Ready to enjoy a colour analysis consultation?
Although at the moment I could follow the trend to ‘go online’ and offer online colour analysis consultations, I really don’t believe they are 100% accurate. Photos and computer/phone images can be poor and can easily distort colours. It’s difficult enough to see eye colour and hair colour correctly, but nigh on impossible to see someone’s skin tone correctly.
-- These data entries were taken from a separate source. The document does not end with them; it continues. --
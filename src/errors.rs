//! Typed domain errors for the sprint board.
//!
//! The storage layer works in `anyhow::Result`; business-rule failures are
//! raised as `BoardError` inside that `anyhow::Error` so the HTTP layer can
//! downcast and pick a status code.

use thiserror::Error;

#[derive(Debug, Error)]
pub enum BoardError {
    #[error("User not found")]
    UserNotFound,

    #[error("Team not found")]
    TeamNotFound,

    #[error("Project not found")]
    ProjectNotFound,

    #[error("Sprint not found")]
    SprintNotFound,

    #[error("Task not found")]
    TaskNotFound,

    #[error("Team member not found")]
    MemberNotFound,

    #[error("{0}")]
    Unauthorized(String),

    #[error("{0}")]
    Forbidden(String),

    #[error("{0}")]
    Conflict(String),

    #[error("{0}")]
    Invalid(String),

    #[error("Database lock poisoned")]
    LockPoisoned,
}

impl BoardError {
    pub fn forbidden(msg: impl Into<String>) -> Self {
        Self::Forbidden(msg.into())
    }

    pub fn conflict(msg: impl Into<String>) -> Self {
        Self::Conflict(msg.into())
    }

    pub fn invalid(msg: impl Into<String>) -> Self {
        Self::Invalid(msg.into())
    }
}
I know my own phone (which has an excellent camera, so the marketing literature says!), makes things look more yellow and bright than they are in reality (… and this isn’t just a settings issue!), So rather than compromise the quality of your colour analysis consultation, my advice would be to wait and pop along for a consultation when we’re out the other side of the Coronavirus situation.
Finally, as I always say, it’s also 100% important to take into account your personality and lifestyle. Your colours need to be an expression of YOU first and foremost.